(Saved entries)
+ + + + + + +
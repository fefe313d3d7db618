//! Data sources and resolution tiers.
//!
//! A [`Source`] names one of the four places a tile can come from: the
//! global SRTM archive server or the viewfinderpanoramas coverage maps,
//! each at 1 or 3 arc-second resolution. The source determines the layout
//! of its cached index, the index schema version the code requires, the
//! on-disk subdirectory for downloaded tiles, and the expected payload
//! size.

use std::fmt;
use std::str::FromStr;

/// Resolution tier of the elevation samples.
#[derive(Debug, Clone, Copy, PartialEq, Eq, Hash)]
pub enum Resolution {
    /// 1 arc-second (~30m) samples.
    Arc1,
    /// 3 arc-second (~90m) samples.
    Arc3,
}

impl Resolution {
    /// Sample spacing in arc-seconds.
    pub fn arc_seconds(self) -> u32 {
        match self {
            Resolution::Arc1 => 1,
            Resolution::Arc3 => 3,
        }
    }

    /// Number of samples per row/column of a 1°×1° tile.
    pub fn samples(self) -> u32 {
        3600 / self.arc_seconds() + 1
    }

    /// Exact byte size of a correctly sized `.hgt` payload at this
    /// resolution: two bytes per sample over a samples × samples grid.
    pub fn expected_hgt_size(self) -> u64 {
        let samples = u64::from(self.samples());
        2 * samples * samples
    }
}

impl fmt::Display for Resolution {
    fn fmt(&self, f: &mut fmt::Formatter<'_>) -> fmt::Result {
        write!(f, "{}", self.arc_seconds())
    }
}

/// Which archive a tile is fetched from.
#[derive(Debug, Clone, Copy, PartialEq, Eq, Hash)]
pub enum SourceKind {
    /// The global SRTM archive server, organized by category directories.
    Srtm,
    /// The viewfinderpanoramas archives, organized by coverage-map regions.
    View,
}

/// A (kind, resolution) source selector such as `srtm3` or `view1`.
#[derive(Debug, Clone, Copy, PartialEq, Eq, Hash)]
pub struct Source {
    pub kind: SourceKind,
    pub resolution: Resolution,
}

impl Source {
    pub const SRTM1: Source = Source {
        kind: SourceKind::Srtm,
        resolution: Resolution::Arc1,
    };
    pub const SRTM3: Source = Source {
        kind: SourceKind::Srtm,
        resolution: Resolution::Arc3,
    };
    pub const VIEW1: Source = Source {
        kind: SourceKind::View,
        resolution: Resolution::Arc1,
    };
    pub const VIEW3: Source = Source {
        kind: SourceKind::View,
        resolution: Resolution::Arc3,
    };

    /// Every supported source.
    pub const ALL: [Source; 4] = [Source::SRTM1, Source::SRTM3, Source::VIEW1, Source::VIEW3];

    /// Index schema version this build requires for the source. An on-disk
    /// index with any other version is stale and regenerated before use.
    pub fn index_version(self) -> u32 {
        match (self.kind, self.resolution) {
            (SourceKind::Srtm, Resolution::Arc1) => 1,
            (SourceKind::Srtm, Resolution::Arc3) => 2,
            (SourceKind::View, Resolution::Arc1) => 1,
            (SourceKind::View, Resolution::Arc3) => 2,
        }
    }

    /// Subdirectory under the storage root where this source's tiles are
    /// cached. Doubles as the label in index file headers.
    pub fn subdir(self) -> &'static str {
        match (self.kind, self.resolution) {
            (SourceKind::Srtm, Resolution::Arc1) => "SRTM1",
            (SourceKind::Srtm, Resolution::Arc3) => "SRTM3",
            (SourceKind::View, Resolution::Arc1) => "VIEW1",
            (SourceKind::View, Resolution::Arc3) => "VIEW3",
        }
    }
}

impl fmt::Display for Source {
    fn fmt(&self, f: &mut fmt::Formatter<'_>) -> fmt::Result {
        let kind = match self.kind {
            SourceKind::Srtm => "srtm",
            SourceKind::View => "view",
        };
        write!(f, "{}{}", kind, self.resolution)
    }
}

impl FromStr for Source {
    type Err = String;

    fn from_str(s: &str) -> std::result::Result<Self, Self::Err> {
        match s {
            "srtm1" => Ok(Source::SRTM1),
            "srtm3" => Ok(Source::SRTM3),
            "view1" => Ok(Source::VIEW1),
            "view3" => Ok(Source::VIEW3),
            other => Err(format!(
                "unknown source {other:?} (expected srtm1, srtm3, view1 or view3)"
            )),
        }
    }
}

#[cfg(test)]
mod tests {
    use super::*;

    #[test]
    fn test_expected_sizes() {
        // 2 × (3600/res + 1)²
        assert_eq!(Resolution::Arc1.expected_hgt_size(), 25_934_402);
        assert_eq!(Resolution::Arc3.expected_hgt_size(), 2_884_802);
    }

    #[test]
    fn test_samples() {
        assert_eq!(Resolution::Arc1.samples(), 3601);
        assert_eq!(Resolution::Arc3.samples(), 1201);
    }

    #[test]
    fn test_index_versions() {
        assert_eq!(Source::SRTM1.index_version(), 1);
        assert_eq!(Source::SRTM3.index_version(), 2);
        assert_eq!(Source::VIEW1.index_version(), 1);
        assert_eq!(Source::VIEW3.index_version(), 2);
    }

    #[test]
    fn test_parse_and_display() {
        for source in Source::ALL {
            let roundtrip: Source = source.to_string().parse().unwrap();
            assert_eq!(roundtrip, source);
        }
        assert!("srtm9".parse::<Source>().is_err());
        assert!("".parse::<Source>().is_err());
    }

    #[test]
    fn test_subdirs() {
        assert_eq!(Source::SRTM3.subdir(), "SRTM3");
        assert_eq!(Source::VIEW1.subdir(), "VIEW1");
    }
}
+ + + + + + +
• _What the task asks_: Read through the entries above, and wherever a line holds the string "payload", copy it.

• _Answer space_:
//! on-disk subdirectory for downloaded tiles, and the expected payload
    /// Exact byte size of a correctly sized `.hgt` payload at this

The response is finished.